Since 2010, the NIHR BRC funded Centre for Translational Genomics (GOSgene) has facilitated the discovery of new genes in rare genetic diseases and therefore the underlying genetic cause of various disorders.
The initiative helps improve diagnostic testing, supports genetic counselling, and will guide further functional analysis aimed at understanding the pathogenesis of disease and improvements in patients’ management of disease or developing novel therapies.
The GOSgene team has performed whole-exome
sequencing on over 320 samples covering a spectrum of 46 clinical phenotypes since April 2012. This work has resulted in the identification of 32 disease genes, 19 of which are novel. The current gene identification success rate is 59%, which is very high for a gene discovery programme of this nature.
BRC investment into GOSgene has provided the support to build a team of researchers who are expertly skilled in the utility of next generation sequencing and will be ready to become the future leaders in translational genomic science. They will also be poised to utilise the large data sets being generated
by national genomics initiatives such as Genomics England.
Collaborations with industry are increasing the value of our investment into GOSgene. GOSgene has formed collaborative partnerships with industrial partners including Illumina and Complete Genomics through links with the North East Thames Regional Genetics Service based at GOSH. GOSgene has also established a strong collaborative link with one of the leading software companies in the field of genomic data analysis, Qiagen Ingenuity Systems. The company provides intuitive web-based applications for quickly analysing and accurately interpreting the biological meaning in our genomics data. The collaboration with GOSgene has led to further software development which has enhanced data quality and interpretation times. This in turn has allowed GOSgene to adopt more projects and support more researchers across GOSH and UCL.
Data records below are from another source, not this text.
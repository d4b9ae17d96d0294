//! Structured gateway events and pluggable sinks.
//!
//! The gateway emits events; the collector is external. The default sink is
//! a no-op, so nothing is recorded unless the application installs a sink.

use async_trait::async_trait;
use serde::Serialize;
use std::sync::{Arc, RwLock};

use crate::Result;

/// Events emitted by the gateway's cache, rate-limit, and store layers.
#[derive(Debug, Clone, Serialize)]
#[serde(tag = "type", rename_all = "snake_case")]
pub enum GatewayEvent {
    /// Every cache lookup, hit or miss, with observed lookup latency.
    CacheLookup {
        key: String,
        hit: bool,
        latency_ms: u64,
    },
    /// A fire-and-forget cache write failed and was discarded.
    CacheStoreFailed { key: String },
    /// A rate-limit decision for an identity.
    RateDecision {
        identity: String,
        tier: String,
        allowed: bool,
        remaining: u32,
    },
    /// An operation against the distributed backend failed and was retried
    /// against the in-memory fallback.
    StoreFellBack {
        backend: String,
        consecutive_failures: u32,
    },
    /// Consecutive failures crossed the threshold; the distributed backend
    /// is skipped for the cooldown window.
    CircuitOpened { backend: String, cooldown_ms: u64 },
    /// A probe after cooldown succeeded; normal routing resumed.
    CircuitClosed { backend: String },
}

/// Destination for gateway events (metrics pipeline, log shipper, test buffer).
#[async_trait]
pub trait EventSink: Send + Sync {
    async fn emit(&self, event: GatewayEvent) -> Result<()>;

    async fn close(&self) -> Result<()> {
        Ok(())
    }
}

/// Default sink: drops everything.
pub struct NoopEventSink;

#[async_trait]
impl EventSink for NoopEventSink {
    async fn emit(&self, _event: GatewayEvent) -> Result<()> {
        Ok(())
    }
}

/// In-memory sink for testing.
pub struct InMemoryEventSink {
    events: Arc<RwLock<Vec<GatewayEvent>>>,
    max_events: usize,
}

impl InMemoryEventSink {
    pub fn new(max: usize) -> Self {
        Self {
            events: Arc::new(RwLock::new(Vec::new())),
            max_events: max,
        }
    }

    pub fn get_events(&self) -> Vec<GatewayEvent> {
        self.events.read().unwrap().clone()
    }

    pub fn clear(&self) {
        self.events.write().unwrap().clear();
    }

    pub fn len(&self) -> usize {
        self.events.read().unwrap().len()
    }

    pub fn is_empty(&self) -> bool {
        self.len() == 0
    }
}

#[async_trait]
impl EventSink for InMemoryEventSink {
    async fn emit(&self, event: GatewayEvent) -> Result<()> {
        let mut events = self.events.write().unwrap();
        events.push(event);
        if events.len() > self.max_events {
            events.remove(0);
        }
        Ok(())
    }
}

/// Sink that logs events through `tracing` at debug level.
pub struct TracingEventSink;

#[async_trait]
impl EventSink for TracingEventSink {
    async fn emit(&self, event: GatewayEvent) -> Result<()> {
        match serde_json::to_string(&event) {
            Ok(json) => tracing::debug!(target: "epoch_gateway::events", %json, "gateway event"),
            Err(_) => tracing::debug!(target: "epoch_gateway::events", ?event, "gateway event"),
        }
        Ok(())
    }
}

static GLOBAL_SINK: once_cell::sync::Lazy<RwLock<Arc<dyn EventSink>>> =
    once_cell::sync::Lazy::new(|| RwLock::new(Arc::new(NoopEventSink)));

/// Returns the globally configured event sink.
pub fn get_event_sink() -> Arc<dyn EventSink> {
    GLOBAL_SINK.read().unwrap().clone()
}

/// Sets the global event sink.
pub fn set_event_sink(sink: Arc<dyn EventSink>) {
    *GLOBAL_SINK.write().unwrap() = sink;
}

/// Emits an event to the global sink. Sink errors are swallowed: event
/// delivery must never affect the request path.
pub async fn emit(event: GatewayEvent) {
    let _ = get_event_sink().emit(event).await;
}

#[cfg(test)]
mod tests {
    use super::*;

    #[tokio::test]
    async fn test_in_memory_sink_collects_and_caps() {
        let sink = InMemoryEventSink::new(2);
        for i in 0..3 {
            sink.emit(GatewayEvent::CacheStoreFailed {
                key: format!("k{}", i),
            })
            .await
            .unwrap();
        }
        let events = sink.get_events();
        assert_eq!(events.len(), 2);
        match &events[0] {
            GatewayEvent::CacheStoreFailed { key } => assert_eq!(key, "k1"),
            other => panic!("unexpected event: {:?}", other),
        }
    }

    #[tokio::test]
    async fn test_events_serialize_with_type_tag() {
        let event = GatewayEvent::CircuitOpened {
            backend: "redis".to_string(),
            cooldown_ms: 30_000,
        };
        let json = serde_json::to_string(&event).unwrap();
        assert!(json.contains("\"type\":\"circuit_opened\""));
        assert!(json.contains("30000"));
    }
}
GOSgene is well positioned to combine the genomics and proteomics expertise from across UCL. The BRC has committed over £1 million in a new high definition, in-depth phenotyping at GOSH (HIGH-5) programme which will deliver an all-inclusive OMICS approach to inform diagnostic and treatment options of rare diseases. Genomics, proteomics or metabolomics approaches in partnership with the UCL Translational Biomarker Discover Unit – GOSomics will help to achieve a better understanding of the basis of genetic variation in human disease (and health) by characterising molecular endophenotypes. The aim is to identify molecular endophenotypes, modifiers of disease and therapeutic targets to personalise patient care.